Aided by Santa Fe attorney Sam P. Ruyle and Dallas attorney Kenneth D. Perrin of the Perrin Law Firm, the Estate filed suit in state court in October 2023, accusing the County and its jailers of ignoring the hospital’s discharge instructions to keep Romero under close watch, in deliberate indifference to her serious medical needs. On November 27, 2023, Defendants removed the case to the federal court for the District of New Mexico, where it remains pending, and PLN will update developments as they are available. See: Romero v. Santa Fe Cty., USDC (D.N.M.), Case No. 1:23-­cv-­01056.

The case bears disturbing similarities to that of another jail detainee who died in custody, Carmela DeVargas. As PLN reported, her estate also sued the County and its employees alleging that jailers failed to provide adequate medical treatment as she slowly died of meningitis and other bacterial infections. [See: PLN, Sept. 2021, pg. 44]. On September 16, 2022, the county settled the case with an agreement to pay a total of $787,500, as well as covering expenses related to DeVargas’s end-­of-­life medical care and guardian ad litem services necessary for managing settlement funds on behalf of her minor children.

DeVargas, 34, developed a severe fever and abdominal pain that would not abate about two weeks after being booked into the jail in September 2019. Jail medical staff knew that DeVargas was an IV drug user, putting her at increased risk of infections and other medical complications. But guards, medical staff and the attending physician, Dr. Melequides Olivares, ignored DeVargas’s worsening condition until it was too late. DeVargas got only Ibuprofen as her temperature skyrocketed. Dr. Olivares never bothered to personally examine DeVargas or order any additional diagnostic tests, instead dismissing her complaints as the whimpering of a drug addict in withdrawal.

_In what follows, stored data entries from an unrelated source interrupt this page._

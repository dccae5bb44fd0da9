// SPDX-License-Identifier: CEPL-1.0
use rand::{rngs::StdRng, Rng, SeedableRng};

use crate::schema::Cell;

/// Everything needed to reproduce the initial board.
///
/// Cells are written straight into mapped memory, so there is no host copy;
/// re-populating with the same seed yields the same board.
#[derive(Clone, Copy, Debug, PartialEq)]
pub struct GridSeed {
    pub size: u32,
    pub seed: u64,
    /// Probability in `[0, 1]` that a cell starts alive.
    pub density: f64,
}

impl GridSeed {
    pub fn cell_count(&self) -> usize {
        self.size as usize * self.size as usize
    }

    /// Fills `out` in row-major order. `out` must hold exactly `cell_count()` cells.
    pub fn populate(&self, out: &mut [Cell]) {
        debug_assert_eq!(out.len(), self.cell_count());
        let density = self.density.clamp(0.0, 1.0);
        let mut rng = StdRng::seed_from_u64(self.seed);
        let n = self.size as usize;
        for (i, cell) in out.iter_mut().enumerate() {
            let (x, y) = (i % n, i / n);
            *cell = Cell {
                pos: [x as f32, y as f32],
                alive: rng.gen_bool(density) as u32,
            };
        }
    }
}

#[cfg(test)]
mod tests {
    use super::*;

    fn board(seed: GridSeed) -> Vec<Cell> {
        let mut cells = vec![Cell::default(); seed.cell_count()];
        seed.populate(&mut cells);
        cells
    }

    #[test]
    fn row_major_coordinates() {
        let cells = board(GridSeed { size: 4, seed: 1, density: 0.5 });
        assert_eq!(cells.len(), 16);
        assert_eq!(cells[0].pos, [0.0, 0.0]);
        assert_eq!(cells[3].pos, [3.0, 0.0]);
        assert_eq!(cells[4].pos, [0.0, 1.0]);
        assert_eq!(cells[15].pos, [3.0, 3.0]);
    }

    #[test]
    fn same_seed_same_board() {
        let s = GridSeed { size: 32, seed: 7, density: 0.3 };
        assert_eq!(board(s), board(s));
    }

    #[test]
    fn density_extremes() {
        let dead = board(GridSeed { size: 8, seed: 3, density: 0.0 });
        assert!(dead.iter().all(|c| c.alive == 0));
        let alive = board(GridSeed { size: 8, seed: 3, density: 1.0 });
        assert!(alive.iter().all(|c| c.alive == 1));
    }
}
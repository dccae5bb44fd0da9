// SPDX-License-Identifier: CEPL-1.0
use anyhow::{anyhow, Context, Result};
use ash::util::read_spv;
use ash::vk;
use life_render::schema::{AttributeFormat, InputRate, VertexLayout, VERTEX_LAYOUTS};
use std::io::{Cursor, ErrorKind};
use std::path::{Path, PathBuf};
use tracing::debug;

use crate::error::SetupError;

pub const VERT_FILE: &str = "cells.vert.spv";
pub const FRAG_FILE: &str = "cells.frag.spv";

/// Where build.rs left the compiled shaders.
pub fn default_shader_dir() -> PathBuf {
    PathBuf::from(env!("LIFE_SHADER_DIR"))
}

/// SPIR-V words for both stages, read once from disk.
#[derive(Debug)]
pub struct ShaderCode {
    vert: Vec<u32>,
    frag: Vec<u32>,
}

impl ShaderCode {
    pub fn load(dir: &Path) -> Result<Self> {
        Ok(Self {
            vert: read_shader(&dir.join(VERT_FILE))?,
            frag: read_shader(&dir.join(FRAG_FILE))?,
        })
    }
}

fn read_shader(path: &Path) -> Result<Vec<u32>> {
    let bytes = match std::fs::read(path) {
        Ok(b) => b,
        Err(e) if e.kind() == ErrorKind::NotFound => {
            return Err(SetupError::ShaderMissing {
                path: path.to_path_buf(),
            }
            .into())
        }
        Err(e) => return Err(e).with_context(|| format!("read {}", path.display())),
    };
    let words = read_spv(&mut Cursor::new(&bytes[..]))
        .with_context(|| format!("{} is not SPIR-V", path.display()))?;
    debug!("loaded {} ({} words)", path.display(), words.len());
    Ok(words)
}

pub fn vk_format(format: AttributeFormat) -> vk::Format {
    match format {
        AttributeFormat::Vec2F32 => vk::Format::R32G32_SFLOAT,
        AttributeFormat::U32 => vk::Format::R32_UINT,
    }
}

/// Vertex-input state straight from the shared schema.
pub fn vertex_input(
    layouts: &[VertexLayout],
) -> (
    Vec<vk::VertexInputBindingDescription>,
    Vec<vk::VertexInputAttributeDescription>,
) {
    let bindings = layouts
        .iter()
        .map(|l| vk::VertexInputBindingDescription {
            binding: l.binding,
            stride: l.stride,
            input_rate: match l.rate {
                InputRate::Vertex => vk::VertexInputRate::VERTEX,
                InputRate::Instance => vk::VertexInputRate::INSTANCE,
            },
        })
        .collect();
    let attributes = layouts
        .iter()
        .flat_map(|l| {
            l.attributes
                .iter()
                .map(move |a| vk::VertexInputAttributeDescription {
                    location: a.location,
                    binding: l.binding,
                    format: vk_format(a.format),
                    offset: a.offset,
                })
        })
        .collect();
    (bindings, attributes)
}

/// Single color attachment, cleared, handed to presentation.
pub unsafe fn create_render_pass(device: &ash::Device, format: vk::Format) -> Result<vk::RenderPass> {
    let color_att = vk::AttachmentDescription {
        format,
        samples: vk::SampleCountFlags::TYPE_1,
        load_op: vk::AttachmentLoadOp::CLEAR,
        store_op: vk::AttachmentStoreOp::STORE,
        stencil_load_op: vk::AttachmentLoadOp::DONT_CARE,
        stencil_store_op: vk::AttachmentStoreOp::DONT_CARE,
        initial_layout: vk::ImageLayout::UNDEFINED,
        final_layout: vk::ImageLayout::PRESENT_SRC_KHR,
        ..Default::default()
    };
    let att_ref = vk::AttachmentReference {
        attachment: 0,
        layout: vk::ImageLayout::COLOR_ATTACHMENT_OPTIMAL,
    };
    let subpass = vk::SubpassDescription {
        pipeline_bind_point: vk::PipelineBindPoint::GRAPHICS,
        color_attachment_count: 1,
        p_color_attachments: &att_ref,
        ..Default::default()
    };
    // The image is only ours once the acquire semaphore wait at this stage completes.
    let dependency = vk::SubpassDependency {
        src_subpass: vk::SUBPASS_EXTERNAL,
        dst_subpass: 0,
        src_stage_mask: vk::PipelineStageFlags::COLOR_ATTACHMENT_OUTPUT,
        dst_stage_mask: vk::PipelineStageFlags::COLOR_ATTACHMENT_OUTPUT,
        src_access_mask: vk::AccessFlags::empty(),
        dst_access_mask: vk::AccessFlags::COLOR_ATTACHMENT_WRITE,
        ..Default::default()
    };
    let rp_info = vk::RenderPassCreateInfo {
        s_type: vk::StructureType::RENDER_PASS_CREATE_INFO,
        attachment_count: 1,
        p_attachments: &color_att,
        subpass_count: 1,
        p_subpasses: &subpass,
        dependency_count: 1,
        p_dependencies: &dependency,
        ..Default::default()
    };
    unsafe { device.create_render_pass(&rp_info, None) }.context("create_render_pass")
}

/// The grid side is baked in as specialization constant 0, so a new grid
/// size needs a new pipeline.
pub unsafe fn create_pipeline(
    device: &ash::Device,
    shaders: &ShaderCode,
    render_pass: vk::RenderPass,
    set_layout: vk::DescriptorSetLayout,
    grid_size: u32,
) -> Result<(vk::PipelineLayout, vk::Pipeline)> {
    let vs_ci = vk::ShaderModuleCreateInfo {
        s_type: vk::StructureType::SHADER_MODULE_CREATE_INFO,
        p_code: shaders.vert.as_ptr(),
        code_size: shaders.vert.len() * 4,
        ..Default::default()
    };
    let fs_ci = vk::ShaderModuleCreateInfo {
        s_type: vk::StructureType::SHADER_MODULE_CREATE_INFO,
        p_code: shaders.frag.as_ptr(),
        code_size: shaders.frag.len() * 4,
        ..Default::default()
    };
    let vs = unsafe { device.create_shader_module(&vs_ci, None) }.context("vertex shader module")?;
    let fs = match unsafe { device.create_shader_module(&fs_ci, None) } {
        Ok(m) => m,
        Err(e) => {
            unsafe { device.destroy_shader_module(vs, None) };
            return Err(anyhow!("fragment shader module: {e:?}"));
        }
    };
    let entry = c"main";

    let spec_entry = vk::SpecializationMapEntry {
        constant_id: 0,
        offset: 0,
        size: std::mem::size_of::<u32>(),
    };
    let spec_data = grid_size.to_ne_bytes();
    let spec_info = vk::SpecializationInfo {
        map_entry_count: 1,
        p_map_entries: &spec_entry,
        data_size: spec_data.len(),
        p_data: spec_data.as_ptr().cast(),
        ..Default::default()
    };

    let stages = [
        vk::PipelineShaderStageCreateInfo {
            s_type: vk::StructureType::PIPELINE_SHADER_STAGE_CREATE_INFO,
            stage: vk::ShaderStageFlags::VERTEX,
            module: vs,
            p_name: entry.as_ptr(),
            p_specialization_info: &spec_info,
            ..Default::default()
        },
        vk::PipelineShaderStageCreateInfo {
            s_type: vk::StructureType::PIPELINE_SHADER_STAGE_CREATE_INFO,
            stage: vk::ShaderStageFlags::FRAGMENT,
            module: fs,
            p_name: entry.as_ptr(),
            ..Default::default()
        },
    ];

    let (vb, va) = vertex_input(&VERTEX_LAYOUTS);
    let vertex_input = vk::PipelineVertexInputStateCreateInfo {
        s_type: vk::StructureType::PIPELINE_VERTEX_INPUT_STATE_CREATE_INFO,
        vertex_binding_description_count: vb.len() as u32,
        p_vertex_binding_descriptions: vb.as_ptr(),
        vertex_attribute_description_count: va.len() as u32,
        p_vertex_attribute_descriptions: va.as_ptr(),
        ..Default::default()
    };
    let input_assembly = vk::PipelineInputAssemblyStateCreateInfo {
        s_type: vk::StructureType::PIPELINE_INPUT_ASSEMBLY_STATE_CREATE_INFO,
        topology: vk::PrimitiveTopology::TRIANGLE_LIST,
        ..Default::default()
    };
    // Viewport/scissor are set at record time.
    let dyn_states = [vk::DynamicState::VIEWPORT, vk::DynamicState::SCISSOR];
    let dynamic_state = vk::PipelineDynamicStateCreateInfo {
        s_type: vk::StructureType::PIPELINE_DYNAMIC_STATE_CREATE_INFO,
        dynamic_state_count: dyn_states.len() as u32,
        p_dynamic_states: dyn_states.as_ptr(),
        ..Default::default()
    };
    let viewport_state = vk::PipelineViewportStateCreateInfo {
        s_type: vk::StructureType::PIPELINE_VIEWPORT_STATE_CREATE_INFO,
        viewport_count: 1,
        scissor_count: 1,
        ..Default::default()
    };
    let raster = vk::PipelineRasterizationStateCreateInfo {
        s_type: vk::StructureType::PIPELINE_RASTERIZATION_STATE_CREATE_INFO,
        polygon_mode: vk::PolygonMode::FILL,
        cull_mode: vk::CullModeFlags::NONE,
        front_face: vk::FrontFace::COUNTER_CLOCKWISE,
        line_width: 1.0,
        ..Default::default()
    };
    let multisample = vk::PipelineMultisampleStateCreateInfo {
        s_type: vk::StructureType::PIPELINE_MULTISAMPLE_STATE_CREATE_INFO,
        rasterization_samples: vk::SampleCountFlags::TYPE_1,
        ..Default::default()
    };
    let color_blend_att = vk::PipelineColorBlendAttachmentState {
        color_write_mask: vk::ColorComponentFlags::RGBA,
        blend_enable: vk::FALSE,
        ..Default::default()
    };
    let color_blend = vk::PipelineColorBlendStateCreateInfo {
        s_type: vk::StructureType::PIPELINE_COLOR_BLEND_STATE_CREATE_INFO,
        attachment_count: 1,
        p_attachments: &color_blend_att,
        ..Default::default()
    };

    let layout_info = vk::PipelineLayoutCreateInfo {
        s_type: vk::StructureType::PIPELINE_LAYOUT_CREATE_INFO,
        set_layout_count: 1,
        p_set_layouts: &set_layout,
        ..Default::default()
    };
    let layout = unsafe { device.create_pipeline_layout(&layout_info, None) };
    let layout = match layout {
        Ok(l) => l,
        Err(e) => {
            unsafe {
                device.destroy_shader_module(vs, None);
                device.destroy_shader_module(fs, None);
            }
            return Err(anyhow!("create_pipeline_layout: {e:?}"));
        }
    };

    let pipeline_info = vk::GraphicsPipelineCreateInfo {
        s_type: vk::StructureType::GRAPHICS_PIPELINE_CREATE_INFO,
        stage_count: stages.len() as u32,
        p_stages: stages.as_ptr(),
        p_vertex_input_state: &vertex_input,
        p_input_assembly_state: &input_assembly,
        p_viewport_state: &viewport_state,
        p_rasterization_state: &raster,
        p_multisample_state: &multisample,
        p_color_blend_state: &color_blend,
        p_dynamic_state: &dynamic_state,
        layout,
        render_pass,
        subpass: 0,
        ..Default::default()
    };

    let created = unsafe {
        device.create_graphics_pipelines(
            vk::PipelineCache::null(),
            std::slice::from_ref(&pipeline_info),
            None,
        )
    };
    unsafe {
        device.destroy_shader_module(vs, None);
        device.destroy_shader_module(fs, None);
    }
    match created {
        Ok(p) => Ok((layout, p[0])),
        Err((_, err)) => {
            unsafe { device.destroy_pipeline_layout(layout, None) };
            Err(anyhow!("create_graphics_pipelines failed: {:?}", err))
        }
    }
}

pub unsafe fn create_framebuffers(
    device: &ash::Device,
    render_pass: vk::RenderPass,
    views: &[vk::ImageView],
    extent: vk::Extent2D,
) -> Result<Vec<vk::Framebuffer>> {
    let mut framebuffers = Vec::with_capacity(views.len());
    for view in views {
        let fb_info = vk::FramebufferCreateInfo {
            s_type: vk::StructureType::FRAMEBUFFER_CREATE_INFO,
            render_pass,
            attachment_count: 1,
            p_attachments: view,
            width: extent.width,
            height: extent.height,
            layers: 1,
            ..Default::default()
        };
        match unsafe { device.create_framebuffer(&fb_info, None) } {
            Ok(fb) => framebuffers.push(fb),
            Err(e) => {
                for fb in framebuffers {
                    unsafe { device.destroy_framebuffer(fb, None) };
                }
                return Err(anyhow::Error::from(e).context("create_framebuffer"));
            }
        }
    }
    Ok(framebuffers)
}

#[cfg(test)]
mod tests {
    use super::*;

    #[test]
    fn vertex_input_matches_schema() {
        let (bindings, attrs) = vertex_input(&VERTEX_LAYOUTS);
        assert_eq!(bindings.len(), 2);
        assert_eq!(bindings[0].input_rate, vk::VertexInputRate::VERTEX);
        assert_eq!(bindings[1].input_rate, vk::VertexInputRate::INSTANCE);
        assert_eq!(bindings[1].stride, 12);

        let alive = attrs.iter().find(|a| a.location == 2).unwrap();
        assert_eq!(alive.binding, 1);
        assert_eq!(alive.offset, 8);
        assert_eq!(alive.format, vk::Format::R32_UINT);
        assert_eq!(attrs[0].format, vk::Format::R32G32_SFLOAT);
    }

    #[test]
    fn missing_shader_is_a_setup_error() {
        let dir = std::env::temp_dir().join("life-no-shaders-here");
        let err = ShaderCode::load(&dir).unwrap_err();
        match err.downcast_ref::<SetupError>() {
            Some(SetupError::ShaderMissing { path }) => assert!(path.ends_with(VERT_FILE)),
            other => panic!("unexpected {other:?}"),
        }
    }

    #[test]
    fn garbage_is_not_spirv() {
        let path = std::env::temp_dir().join(format!("life-bad-{}.spv", std::process::id()));
        std::fs::write(&path, [1u8, 2, 3]).unwrap();
        assert!(read_shader(&path).is_err());
        let _ = std::fs::remove_file(&path);
    }

    #[test]
    fn build_script_shaders_parse() {
        let code = ShaderCode::load(&default_shader_dir()).unwrap();
        assert_eq!(code.vert[0], 0x0723_0203);
        assert_eq!(code.frag[0], 0x0723_0203);
    }
}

By the time DeVargas was finally sent to the hospital, she was suffering from a serious internal infection requiring transfer to the intensive care unit (ICU). Doctors there determined that DeVargas was suffering from a variety of infections, including MRSA bacteremia, meningeal inflammatory response and pneumonia, which had been left untreated for several weeks. DeVargas’s infections spread throughout her body and into her brain stem, rendering her quadriplegic and unable to live without life support. After a short visit with her father and sister, DeVargas told doctors to disconnect life support, and she died on November 9, 2019.

Though DeVargas was detained only for a probation violation stemming from a non-­violent offense, and her condition had left her attached to a ventilator and paralyzed, jailers left her shackled to the ICU bed—over protestations from hospital staff that the restraints interfered with her treatment. Jail staff also limited DeVargas’s visits with her family as she died, permitting only her father and sister to see her for short periods—while chained to a hospital bed like an animal.

Antonio DeVargas, acting as personal representative of his daughter’s estate and on behalf of her minor children, filed suit against the jail and its employees, alleging a litany of constitutional torts related to their deliberate indifference to DeVargas’s serious medical needs and her cruel and excessive treatment as she lay dying in the hospital. The complaint also chronicled the jail’s long history of abuses, including medical neglect, noting millions of dollars paid out to settle detainees’ claims. The complaint further detailed how the county had hired a reform-­minded corrections chief, Annabelle Romero, two years after the federal Department of Justice (DOJ) opened an investigation into systemic constitutional violations at the jail in 2003—only to fire Romero as soon as DOJ settled with the county in 2008.

Faced with these grim facts, the county decided not to risk a jury trial. Without admitting any wrongdoing, it agreed to pay DeVargas’s estate a total of $787,500, plus another $3,000 to the hospital for end-­of-­life care provided to her, and an undetermined amount for a guardian ad litem to manage the settlement funds on behalf of her minor children. The payout included costs and fees for the estate’s attorneys, Katherine Murray of Egolf+Ferlic+Martinez+Harwood LLC and fellow Santa Fe attorneys Daniel Yohalem and Richard Rosenstock. See: DeVargas v. Bd. of Cty. Comm. Santa Fe Cty., USDC (D.N.M.), Case No. 1:21-­cv-­00271.